Most recent kernel where this bug did *NOT* occur: worked in 2.6.21 broken when e0aac5a289b1dacbc94bd9ae8c449bcdf9ab508c was merged into git. Distribution: Fedora7/RHEL5 Hardware Environment: HP rx4640, rx6600, and rx2620 Software Environment: Problem Description: Panic when bringing up eth0 (which is an e1000 device). I will attach the full stack trace as a separate file. I have narrowed this down to this commit. I can revert just this commit from the current head and the problem goes away. commit e0aac5a289b1dacbc94bd9ae8c449bcdf9ab508c Author: Auke Kok <auke-jan.h.kok@intel.com> Date: Tue Mar 6 08:57:21 2007 -0800 e1000: FIX: be ready for incoming irq at pci_request_irq DEBUG_SHIRQ code exposed that e1000 was not ready for incoming interrupts after having called pci_request_irq. This obviously requires us to finish our software setup which assigns the irq handler before we request the irq. Signed-off-by: Auke Kok <auke-jan.h.kok@intel.com> Signed-off-by: Jeff Garzik <jeff@garzik.org> Steps to reproduce: Boot the latest kernel on HP ia64 server with e1000 device.

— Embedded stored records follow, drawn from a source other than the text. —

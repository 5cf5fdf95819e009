//! Navigation command handlers.

use crate::app::App;
use crate::input::Command;
use crate::models::AppModule;

/// Handles navigation-related commands.
///
/// Returns `true` if the command was handled.
pub fn handle_navigation_command(app: &mut App, cmd: &Command) -> bool {
    match cmd {
        Command::Quit => app.quit(),
        Command::SwitchModule(module) => app.navigate(*module),
        Command::Back => app.navigate(AppModule::Dashboard),

        Command::PrevCard => {
            let len = AppModule::CARDS.len();
            app.dashboard_index = (app.dashboard_index + len - 1) % len;
        }
        Command::NextCard => {
            app.dashboard_index = (app.dashboard_index + 1) % AppModule::CARDS.len();
        }
        Command::OpenCard => {
            if let Some(module) = AppModule::CARDS.get(app.dashboard_index) {
                app.navigate(*module);
            }
        }

        Command::ScrollUp(lines) => match app.module {
            AppModule::NeuralNexus => {
                app.chat.scroll_from_bottom = app.chat.scroll_from_bottom.saturating_add(*lines)
            }
            AppModule::Converter => app.content_scroll = app.content_scroll.saturating_sub(*lines),
            AppModule::Dashboard => return false,
        },
        Command::ScrollDown(lines) => match app.module {
            AppModule::NeuralNexus => {
                app.chat.scroll_from_bottom = app.chat.scroll_from_bottom.saturating_sub(*lines)
            }
            AppModule::Converter => app.content_scroll = app.content_scroll.saturating_add(*lines),
            AppModule::Dashboard => return false,
        },

        Command::NextFile => app.select_next_file(),
        Command::PrevFile => app.select_prev_file(),
        Command::NextTab => app.select_tab(app.active_tab.next()),
        Command::PrevTab => app.select_tab(app.active_tab.prev()),
        Command::SelectTab(tab) => app.select_tab(*tab),

        Command::NextGem => app.activate_gem_offset(true),
        Command::PrevGem => app.activate_gem_offset(false),

        _ => return false,
    }
    true
}
//! Error handling for the application.
//!
//! Domain errors (`ConfigError`, `SystemError`, and the client's `GenAiError`)
//! fold into [`OmniError`], which carries a category, a short code for logs,
//! and a message fit for the status bar.
//!
//! | Category | Retryable |
//! |----------|-----------|
//! | Network | Yes |
//! | Auth | No |
//! | Server | Yes |
//! | User | No |
//! | System | No |
//! | Configuration | No |
//!
//! ```ignore
//! use omnitool::error::{ErrorContext, OmniResult, ResultExt};
//!
//! fn load(path: &Path) -> OmniResult<Vec<u8>> {
//!     std::fs::read(path).with_context(|| ErrorContext::new("read_file"))
//! }
//! ```

mod category;
mod config;
mod context;
mod omni_error;
mod result;
mod system;

pub use category::ErrorCategory;
pub use config::ConfigError;
pub use context::ErrorContext;
pub use omni_error::OmniError;
pub use result::{OmniResult, ResultExt};
pub use system::{classify_io_error, SystemError};
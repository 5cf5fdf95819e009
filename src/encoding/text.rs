//! Text renderings of a byte buffer.
//!
//! Each encoder reads the first `min(len, limit)` bytes of the input and
//! returns an [`EncodedPreview`]. The input is never modified.

use std::fmt::Write;

use base64::{engine::general_purpose::STANDARD as BASE64, Engine};

use super::EncodedPreview;

/// Default number of bytes shown by [`encode_hex`].
pub const HEX_PREVIEW_LIMIT: usize = 512;

/// Default number of bytes shown by [`encode_binary`].
pub const BINARY_PREVIEW_LIMIT: usize = 256;

/// Bytes rendered by the Python byte-literal and C array encoders.
pub const SOURCE_LITERAL_LIMIT: usize = 2000;

/// Bytes rendered by the Base64 encoder.
pub const BASE64_PREVIEW_LIMIT: usize = 5000;

/// Values per line in the C array body.
const C_ARRAY_VALUES_PER_LINE: usize = 12;

const C_ARRAY_LINE_BREAK: &str = "\n  ";

/// Split the buffer into the rendered prefix and the bookkeeping for it.
fn select_prefix(bytes: &[u8], limit: usize) -> (&[u8], bool) {
    let shown = bytes.len().min(limit);
    (&bytes[..shown], bytes.len() > limit)
}

fn truncation_note(comment: &str, total: usize) -> String {
    format!(
        "\n{} ... truncated (showing {} of {} bytes)",
        comment, SOURCE_LITERAL_LIMIT, total
    )
}

/// Render bytes as space-separated uppercase hex pairs.
///
/// Bytes past `limit` are dropped without a marker.
pub fn encode_hex(bytes: &[u8], limit: usize) -> EncodedPreview {
    let (shown, truncated) = select_prefix(bytes, limit);

    let mut text = String::with_capacity(shown.len() * 3);
    for (idx, byte) in shown.iter().enumerate() {
        if idx > 0 {
            text.push(' ');
        }
        let _ = write!(text, "{:02X}", byte);
    }

    EncodedPreview::new(text, truncated, shown.len(), bytes.len())
}

/// Render bytes as space-separated 8-digit bit strings.
pub fn encode_binary(bytes: &[u8], limit: usize) -> EncodedPreview {
    let (shown, truncated) = select_prefix(bytes, limit);

    let mut text = String::with_capacity(shown.len() * 9);
    for (idx, byte) in shown.iter().enumerate() {
        if idx > 0 {
            text.push(' ');
        }
        let _ = write!(text, "{:08b}", byte);
    }

    EncodedPreview::new(text, truncated, shown.len(), bytes.len())
}

/// Render bytes as a Python `bytes` literal assigned to `file_data`.
///
/// Escapes use lowercase hex digits. Buffers over 2000 bytes get a trailing
/// comment line with the exact total size.
pub fn encode_python_bytes(bytes: &[u8]) -> EncodedPreview {
    let (shown, truncated) = select_prefix(bytes, SOURCE_LITERAL_LIMIT);

    let mut text = String::with_capacity(16 + shown.len() * 4);
    text.push_str("file_data = b'");
    for byte in shown {
        let _ = write!(text, "\\x{:02x}", byte);
    }
    text.push('\'');

    if truncated {
        text.push_str(&truncation_note("#", bytes.len()));
    }

    EncodedPreview::new(text, truncated, shown.len(), bytes.len())
}

/// Render bytes as a C `unsigned char` array declaration.
///
/// The declared size is always the full buffer length, even when the body
/// only holds the first 2000 values.
pub fn encode_c_array(bytes: &[u8]) -> EncodedPreview {
    let (shown, truncated) = select_prefix(bytes, SOURCE_LITERAL_LIMIT);

    let mut text = format!(
        "// Generated C/C++ Array\nconst unsigned char file_data[{}] = {{{}",
        bytes.len(),
        C_ARRAY_LINE_BREAK
    );
    for (idx, byte) in shown.iter().enumerate() {
        let _ = write!(text, "0x{:02X}, ", byte);
        if (idx + 1) % C_ARRAY_VALUES_PER_LINE == 0 {
            text.push_str(C_ARRAY_LINE_BREAK);
        }
    }

    // A full last row leaves ", \n  "; a partial one leaves ", ".
    let trailing_row = format!(", {}", C_ARRAY_LINE_BREAK);
    if text.ends_with(&trailing_row) {
        text.truncate(text.len() - trailing_row.len());
    } else if text.ends_with(", ") {
        text.truncate(text.len() - 2);
    }
    text.push_str("\n};");

    if truncated {
        text.push_str(&truncation_note("//", bytes.len()));
    }

    EncodedPreview::new(text, truncated, shown.len(), bytes.len())
}

/// Standard padded Base64 of the first 5000 bytes.
///
/// Only the selected prefix is encoded. The truncation comment carries no
/// byte counts, matching the converter's historical output.
pub fn encode_base64(bytes: &[u8]) -> EncodedPreview {
    let (shown, truncated) = select_prefix(bytes, BASE64_PREVIEW_LIMIT);

    let mut text = BASE64.encode(shown);
    if truncated {
        text.push_str("\n\n// ... base64 truncated for preview performance");
    }

    EncodedPreview::new(text, truncated, shown.len(), bytes.len())
}
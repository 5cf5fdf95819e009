//! JSON shapes for the `generateContent` endpoint.

use serde::{Deserialize, Serialize};

/// Role names used by the service.
pub const ROLE_USER: &str = "user";
pub const ROLE_MODEL: &str = "model";

#[derive(Debug, Clone, Serialize, Deserialize, PartialEq, Eq)]
pub struct Part {
    #[serde(default)]
    pub text: String,
}

/// One turn of a conversation.
#[derive(Debug, Clone, Serialize, Deserialize, PartialEq, Eq)]
pub struct Content {
    #[serde(default, skip_serializing_if = "Option::is_none")]
    pub role: Option<String>,
    #[serde(default)]
    pub parts: Vec<Part>,
}

impl Content {
    fn with_role(role: &str, text: impl Into<String>) -> Self {
        Self {
            role: Some(role.to_string()),
            parts: vec![Part { text: text.into() }],
        }
    }

    pub fn user(text: impl Into<String>) -> Self {
        Self::with_role(ROLE_USER, text)
    }

    pub fn model(text: impl Into<String>) -> Self {
        Self::with_role(ROLE_MODEL, text)
    }

    /// System instructions carry no role.
    pub fn system(text: impl Into<String>) -> Self {
        Self {
            role: None,
            parts: vec![Part { text: text.into() }],
        }
    }

    /// All parts concatenated.
    pub fn text(&self) -> String {
        self.parts.iter().map(|p| p.text.as_str()).collect()
    }
}

#[derive(Debug, Clone, Serialize, PartialEq, Eq)]
#[serde(rename_all = "camelCase")]
pub struct GenerateContentRequest {
    #[serde(skip_serializing_if = "Option::is_none")]
    pub system_instruction: Option<Content>,
    pub contents: Vec<Content>,
}

impl GenerateContentRequest {
    pub fn new(contents: Vec<Content>) -> Self {
        Self {
            system_instruction: None,
            contents,
        }
    }

    /// Single user turn, no system instruction.
    pub fn prompt(text: impl Into<String>) -> Self {
        Self::new(vec![Content::user(text)])
    }

    pub fn with_system_instruction(mut self, instruction: impl Into<String>) -> Self {
        let instruction = instruction.into();
        if !instruction.trim().is_empty() {
            self.system_instruction = Some(Content::system(instruction));
        }
        self
    }
}

#[derive(Debug, Clone, Deserialize, PartialEq, Eq)]
#[serde(rename_all = "camelCase")]
pub struct Candidate {
    #[serde(default)]
    pub content: Option<Content>,
    #[serde(default)]
    pub finish_reason: Option<String>,
}

#[derive(Debug, Clone, Deserialize, PartialEq, Eq)]
#[serde(rename_all = "camelCase")]
pub struct GenerateContentResponse {
    #[serde(default)]
    pub candidates: Vec<Candidate>,
}

impl GenerateContentResponse {
    /// Text of the first candidate, if it has any.
    pub fn text(&self) -> Option<String> {
        self.candidates
            .first()
            .and_then(|c| c.content.as_ref())
            .map(Content::text)
            .filter(|text| !text.is_empty())
    }
}

/// Error envelope returned with non-2xx statuses.
#[derive(Debug, Clone, Deserialize)]
pub struct ApiErrorEnvelope {
    pub error: ApiErrorBody,
}

#[derive(Debug, Clone, Deserialize)]
pub struct ApiErrorBody {
    #[serde(default)]
    pub code: u16,
    #[serde(default)]
    pub message: String,
    #[serde(default)]
    pub status: String,
}
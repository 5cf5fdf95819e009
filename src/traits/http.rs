//! HTTP client trait abstraction.
//!
//! The model client talks to the network only through [`HttpClient`], so
//! tests can swap in [`MockHttpClient`](crate::adapters::MockHttpClient).

use async_trait::async_trait;
use bytes::Bytes;
use std::collections::HashMap;

/// HTTP headers represented as a key-value map.
pub type Headers = HashMap<String, String>;

/// HTTP response wrapper.
#[derive(Debug, Clone)]
pub struct Response {
    pub status: u16,
    pub headers: Headers,
    pub body: Bytes,
}

impl Response {
    pub fn new(status: u16, body: Bytes) -> Self {
        Self {
            status,
            headers: HashMap::new(),
            body,
        }
    }

    pub fn with_headers(status: u16, headers: Headers, body: Bytes) -> Self {
        Self {
            status,
            headers,
            body,
        }
    }

    /// Build a response whose body is `value` serialized as JSON.
    pub fn json_body(status: u16, value: &serde_json::Value) -> Self {
        let mut headers = HashMap::new();
        headers.insert("content-type".to_string(), "application/json".to_string());
        Self::with_headers(status, headers, Bytes::from(value.to_string()))
    }

    /// Check if the response indicates success (2xx status).
    pub fn is_success(&self) -> bool {
        (200..300).contains(&self.status)
    }

    /// Body as UTF-8, replacing invalid sequences.
    pub fn text_lossy(&self) -> String {
        String::from_utf8_lossy(&self.body).into_owned()
    }

    /// Parse the response body as JSON.
    pub fn json<T: serde::de::DeserializeOwned>(&self) -> Result<T, serde_json::Error> {
        serde_json::from_slice(&self.body)
    }
}

/// Transport-level failures. Non-2xx statuses are not errors here.
#[derive(Debug, Clone)]
pub enum HttpError {
    /// Connection failed
    ConnectionFailed(String),
    /// Request timeout
    Timeout(String),
    /// Invalid URL
    InvalidUrl(String),
    /// Other error
    Other(String),
}

impl std::fmt::Display for HttpError {
    fn fmt(&self, f: &mut std::fmt::Formatter<'_>) -> std::fmt::Result {
        match self {
            HttpError::ConnectionFailed(msg) => write!(f, "Connection failed: {}", msg),
            HttpError::Timeout(msg) => write!(f, "Request timeout: {}", msg),
            HttpError::InvalidUrl(msg) => write!(f, "Invalid URL: {}", msg),
            HttpError::Other(msg) => write!(f, "HTTP error: {}", msg),
        }
    }
}

impl std::error::Error for HttpError {}

/// Minimal HTTP surface used by the model client.
///
/// # Example
///
/// ```ignore
/// use omnitool::traits::{HttpClient, Headers};
///
/// async fn ping<C: HttpClient>(client: &C) -> bool {
///     client
///         .post("https://example.com/v1", "{}", &Headers::new())
///         .await
///         .map(|r| r.is_success())
///         .unwrap_or(false)
/// }
/// ```
#[async_trait]
pub trait HttpClient: Send + Sync {
    /// Perform a POST request with a string body.
    async fn post(&self, url: &str, body: &str, headers: &Headers) -> Result<Response, HttpError>;
}
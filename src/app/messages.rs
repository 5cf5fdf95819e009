//! Messages posted by background tasks to the event loop.

use crate::genai::{ChatSession, GenAiResult};

#[derive(Debug)]
pub enum AppMessage {
    /// Loader script finished (or failed into placeholder text) for a file.
    ScriptReady { file_id: String, script: String },
    /// A chat reply came back. The session travels with it so only one
    /// owner ever holds it.
    ChatReply {
        gem_id: String,
        /// Conversation generation the request belonged to.
        epoch: u64,
        session: ChatSession,
        result: GenAiResult<String>,
    },
}
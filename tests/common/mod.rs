//! Shared helpers for integration tests.

#![allow(dead_code)]

use std::path::PathBuf;

use omnitool::startup::AppConfig;
use serde_json::{json, Value};
use tempfile::TempDir;

/// Model name used by every wiremock-backed test.
pub const TEST_MODEL: &str = "test-model";
pub const TEST_KEY: &str = "wire-test-key";

/// Config pointing at a mock server.
pub fn config_for(base_url: &str) -> AppConfig {
    AppConfig::new()
        .with_api_key(TEST_KEY)
        .with_model(TEST_MODEL)
        .with_base_url(base_url)
        .with_request_timeout(5)
}

/// Path served by the mock for the test model.
pub fn generate_path() -> String {
    format!("/v1beta/models/{}:generateContent", TEST_MODEL)
}

/// A successful `generateContent` body with a single text part.
pub fn candidate_body(text: &str) -> Value {
    json!({
        "candidates": [{
            "content": {"role": "model", "parts": [{"text": text}]},
            "finishReason": "STOP"
        }]
    })
}

/// Write `bytes` to `name` inside a fresh temp dir.
pub fn temp_file(name: &str, bytes: &[u8]) -> (TempDir, PathBuf) {
    let dir = tempfile::tempdir().expect("Failed to create temp dir");
    let path = dir.path().join(name);
    std::fs::write(&path, bytes).expect("Failed to write temp file");
    (dir, path)
}
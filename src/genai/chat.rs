//! Multi-turn chat sessions.

use tracing::debug;

use super::error::GenAiResult;
use super::wire::{Content, GenerateContentRequest};
use super::GenAiClient;

/// A conversation bound to one model and one system instruction.
///
/// History only grows when a reply arrives; a failed send leaves it unchanged.
#[derive(Debug, Clone)]
pub struct ChatSession {
    client: GenAiClient,
    model: String,
    system_instruction: String,
    history: Vec<Content>,
}

impl ChatSession {
    pub fn new(
        client: GenAiClient,
        model: impl Into<String>,
        system_instruction: impl Into<String>,
    ) -> Self {
        Self {
            client,
            model: model.into(),
            system_instruction: system_instruction.into(),
            history: Vec::new(),
        }
    }

    pub fn model(&self) -> &str {
        &self.model
    }

    pub fn system_instruction(&self) -> &str {
        &self.system_instruction
    }

    pub fn history(&self) -> &[Content] {
        &self.history
    }

    /// Send `text` as the next user turn and return the model's reply.
    pub async fn send_message(&mut self, text: &str) -> GenAiResult<String> {
        let mut contents = self.history.clone();
        contents.push(Content::user(text));
        let request =
            GenerateContentRequest::new(contents).with_system_instruction(&self.system_instruction);

        let reply = self.client.generate_content(&self.model, &request).await?;

        self.history.push(Content::user(text));
        self.history.push(Content::model(reply.clone()));
        debug!(turns = self.history.len(), "chat history updated");
        Ok(reply)
    }
}
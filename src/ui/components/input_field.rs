//! Input Field Component
//!
//! Single-line text input with an optional label, placeholder, and a real
//! terminal cursor when focused. Long values scroll horizontally to keep the
//! cursor visible.

use ratatui::{
    layout::{Position, Rect},
    style::{Color, Style},
    text::{Line, Span},
    widgets::{Block, BorderType, Borders, Paragraph},
    Frame,
};

use crate::app::TextInput;
use crate::ui::helpers::input_window;
use crate::ui::theme::{COLOR_ACCENT, COLOR_BORDER, COLOR_DIM, COLOR_INPUT_BG};

/// Configuration for rendering an input field
#[derive(Debug, Clone)]
pub struct InputFieldConfig<'a> {
    /// Label displayed above the input
    pub label: Option<&'a str>,
    pub input: &'a TextInput,
    pub focused: bool,
    /// Shown dimmed while the input is empty
    pub placeholder: Option<&'a str>,
}

impl<'a> InputFieldConfig<'a> {
    pub fn new(input: &'a TextInput) -> Self {
        Self {
            label: None,
            input,
            focused: false,
            placeholder: None,
        }
    }

    pub fn label(mut self, label: &'a str) -> Self {
        self.label = Some(label);
        self
    }

    pub fn focused(mut self, focused: bool) -> Self {
        self.focused = focused;
        self
    }

    pub fn placeholder(mut self, placeholder: &'a str) -> Self {
        self.placeholder = Some(placeholder);
        self
    }
}

/// Rows needed: the label line (if any) plus a bordered box.
pub fn calculate_input_field_height(config: &InputFieldConfig) -> u16 {
    if config.label.is_some() {
        4
    } else {
        3
    }
}

/// Render an input field and return the height consumed.
pub fn render_input_field(frame: &mut Frame, area: Rect, config: &InputFieldConfig) -> u16 {
    let mut y_offset = 0;

    if let Some(label) = config.label {
        let label_style = if config.focused {
            Style::default().fg(Color::White)
        } else {
            Style::default().fg(COLOR_DIM)
        };
        let label_area = Rect::new(area.x, area.y, area.width, 1.min(area.height));
        frame.render_widget(
            Paragraph::new(Line::from(Span::styled(label, label_style))),
            label_area,
        );
        y_offset += 1;
    }

    let box_area = Rect::new(
        area.x,
        area.y + y_offset,
        area.width,
        3.min(area.height.saturating_sub(y_offset)),
    );

    let border_color = if config.focused {
        COLOR_ACCENT
    } else {
        COLOR_BORDER
    };
    let block = Block::default()
        .borders(Borders::ALL)
        .border_type(BorderType::Rounded)
        .border_style(Style::default().fg(border_color))
        .style(Style::default().bg(COLOR_INPUT_BG));
    let inner = block.inner(box_area);

    let value = config.input.text();
    let (content, cursor_x) = if value.is_empty() {
        let placeholder = config.placeholder.unwrap_or("");
        (Span::styled(placeholder.to_string(), Style::default().fg(COLOR_DIM)), 0)
    } else {
        let (visible, cursor_x) =
            input_window(value, usize::from(config.input.cursor_column()), inner.width as usize);
        let style = if config.focused {
            Style::default().fg(Color::White)
        } else {
            Style::default().fg(COLOR_DIM)
        };
        (Span::styled(visible, style), cursor_x)
    };

    frame.render_widget(Paragraph::new(Line::from(content)).block(block), box_area);

    if config.focused && inner.width > 0 && inner.height > 0 {
        frame.set_cursor_position(Position::new(
            inner.x + cursor_x.min(inner.width - 1),
            inner.y,
        ));
    }

    y_offset + box_area.height
}
/// Output views of the converter, in display order.
#[derive(Debug, Clone, Copy, PartialEq, Eq, Hash, Default)]
pub enum TabOption {
    #[default]
    Binary,
    CArray,
    PythonRaw,
    Base64,
    PythonSmart,
}

impl TabOption {
    pub const ALL: [TabOption; 5] = [
        TabOption::Binary,
        TabOption::CArray,
        TabOption::PythonRaw,
        TabOption::Base64,
        TabOption::PythonSmart,
    ];

    pub fn label(&self) -> &'static str {
        match self {
            TabOption::Binary => "Binary",
            TabOption::CArray => "C/C++",
            TabOption::PythonRaw => "Py Raw",
            TabOption::Base64 => "Base64",
            TabOption::PythonSmart => "AI Smart",
        }
    }

    /// Name used when the tab's content is saved to disk.
    pub fn filename(&self) -> &'static str {
        match self {
            TabOption::Binary => "dump.bin",
            TabOption::CArray => "data.c",
            TabOption::PythonRaw => "raw_loader.py",
            TabOption::Base64 => "data.b64",
            TabOption::PythonSmart => "smart_loader.py",
        }
    }

    pub fn index(&self) -> usize {
        Self::ALL.iter().position(|t| t == self).unwrap_or(0)
    }

    pub fn next(&self) -> Self {
        Self::ALL[(self.index() + 1) % Self::ALL.len()]
    }

    pub fn prev(&self) -> Self {
        let len = Self::ALL.len();
        Self::ALL[(self.index() + len - 1) % len]
    }
}
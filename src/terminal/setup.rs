//! Entering and leaving TUI mode.

use crossterm::{
    cursor::Show,
    event::{DisableBracketedPaste, EnableBracketedPaste},
    execute,
    terminal::{disable_raw_mode, EnterAlternateScreen, LeaveAlternateScreen},
};
use std::io::{self, Write};

/// Switch to the alternate screen and enable bracketed paste.
pub fn enter_tui_mode<W: Write>(writer: &mut W) -> io::Result<()> {
    execute!(writer, EnterAlternateScreen, EnableBracketedPaste)
}

/// Undo [`enter_tui_mode`] and raw mode. Ignores errors; safe to repeat.
pub fn leave_tui_mode<W: Write>(writer: &mut W) {
    let _ = disable_raw_mode();
    let _ = execute!(writer, DisableBracketedPaste, LeaveAlternateScreen, Show);
    let _ = writer.flush();
}

/// Best-effort restore on stdout, for the panic hook.
pub fn emergency_restore() {
    leave_tui_mode(&mut io::stdout());
}
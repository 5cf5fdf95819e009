//! Byte buffer encoders.
//!
//! Pure functions that render a byte buffer as text for previewing:
//!
//! | Format | Function | Bytes shown | Marker when cut |
//! |--------|----------|-------------|-----------------|
//! | Hex dump | [`encode_hex`] | caller limit (512) | none |
//! | Bit string | [`encode_binary`] | caller limit (256) | none |
//! | Python literal | [`encode_python_bytes`] | 2000 | `# ... truncated (showing 2000 of N bytes)` |
//! | C array | [`encode_c_array`] | 2000 | `// ... truncated (showing 2000 of N bytes)` |
//! | Base64 | [`encode_base64`] | 5000 | `// ... base64 truncated for preview performance` |
//!
//! Every encoder returns an [`EncodedPreview`] carrying the text and how much
//! of the buffer it covers.

mod size;
mod text;

pub use size::{format_bytes, format_bytes_with};
pub use text::{
    encode_base64, encode_binary, encode_c_array, encode_hex, encode_python_bytes,
    BASE64_PREVIEW_LIMIT, BINARY_PREVIEW_LIMIT, HEX_PREVIEW_LIMIT, SOURCE_LITERAL_LIMIT,
};

use std::fmt;
use std::str::FromStr;

/// Text rendering of a buffer prefix.
#[derive(Debug, Clone, PartialEq, Eq)]
pub struct EncodedPreview {
    /// Rendered text, including any truncation comment
    pub text: String,
    /// Whether bytes past the limit were left out
    pub truncated: bool,
    /// Number of bytes rendered
    pub shown: usize,
    /// Length of the whole buffer
    pub total: usize,
}

impl EncodedPreview {
    pub fn new(text: String, truncated: bool, shown: usize, total: usize) -> Self {
        Self {
            text,
            truncated,
            shown,
            total,
        }
    }
}

impl fmt::Display for EncodedPreview {
    fn fmt(&self, f: &mut fmt::Formatter<'_>) -> fmt::Result {
        f.write_str(&self.text)
    }
}

/// Output formats selectable from the command line.
#[derive(Debug, Clone, Copy, PartialEq, Eq)]
pub enum PreviewFormat {
    Hex,
    Binary,
    PythonBytes,
    CArray,
    Base64,
}

impl PreviewFormat {
    pub const ALL: [PreviewFormat; 5] = [
        PreviewFormat::Hex,
        PreviewFormat::Binary,
        PreviewFormat::PythonBytes,
        PreviewFormat::CArray,
        PreviewFormat::Base64,
    ];

    /// Encode `bytes` using this format's default limit.
    pub fn encode(&self, bytes: &[u8]) -> EncodedPreview {
        match self {
            PreviewFormat::Hex => encode_hex(bytes, HEX_PREVIEW_LIMIT),
            PreviewFormat::Binary => encode_binary(bytes, BINARY_PREVIEW_LIMIT),
            PreviewFormat::PythonBytes => encode_python_bytes(bytes),
            PreviewFormat::CArray => encode_c_array(bytes),
            PreviewFormat::Base64 => encode_base64(bytes),
        }
    }

    /// Canonical name, as accepted by [`FromStr`].
    pub fn name(&self) -> &'static str {
        match self {
            PreviewFormat::Hex => "hex",
            PreviewFormat::Binary => "binary",
            PreviewFormat::PythonBytes => "python",
            PreviewFormat::CArray => "c",
            PreviewFormat::Base64 => "base64",
        }
    }
}

impl fmt::Display for PreviewFormat {
    fn fmt(&self, f: &mut fmt::Formatter<'_>) -> fmt::Result {
        f.write_str(self.name())
    }
}

/// Error returned when parsing an unknown format name.
#[derive(Debug, Clone, PartialEq, Eq)]
pub struct UnknownFormat(pub String);

impl fmt::Display for UnknownFormat {
    fn fmt(&self, f: &mut fmt::Formatter<'_>) -> fmt::Result {
        write!(
            f,
            "unknown format '{}' (expected one of: hex, binary, python, c, base64)",
            self.0
        )
    }
}

impl std::error::Error for UnknownFormat {}

impl FromStr for PreviewFormat {
    type Err = UnknownFormat;

    fn from_str(s: &str) -> Result<Self, Self::Err> {
        match s.to_ascii_lowercase().as_str() {
            "hex" => Ok(PreviewFormat::Hex),
            "binary" | "bin" => Ok(PreviewFormat::Binary),
            "python" | "py" => Ok(PreviewFormat::PythonBytes),
            "c" | "carray" => Ok(PreviewFormat::CArray),
            "base64" | "b64" => Ok(PreviewFormat::Base64),
            _ => Err(UnknownFormat(s.to_string())),
        }
    }
}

Created attachment 11437 [details] stack trace from panic on HP Integrity ia64 server
Created attachment 11438 [details] .config from kernel build
If I compile witout CONFIG_E1000_NAPI the problem goes away. This should help narrow down the defect considerably.
Auke, this one appears to be a post-2.6.21 regression.
I need some more information: `lspci -vvv`, `dmesg`, `ethtool -e ethX`
Created attachment 11458 [details] lspci -vv output Taken from original 2.6.21 kernel before defect was introduced.
Created attachment 11459 [details] ethtool -e eth0 output
Created attachment 11460 [details] dmesg output
FYI, I tried the same model card in an HP dl380 (x86_64) and I did _not_ see the panic. Appears this panic is just on ia64.
status: we are still unable to reproduce. We are also having lots of machine issues, which is effecting our ability to reproduce. Work continues.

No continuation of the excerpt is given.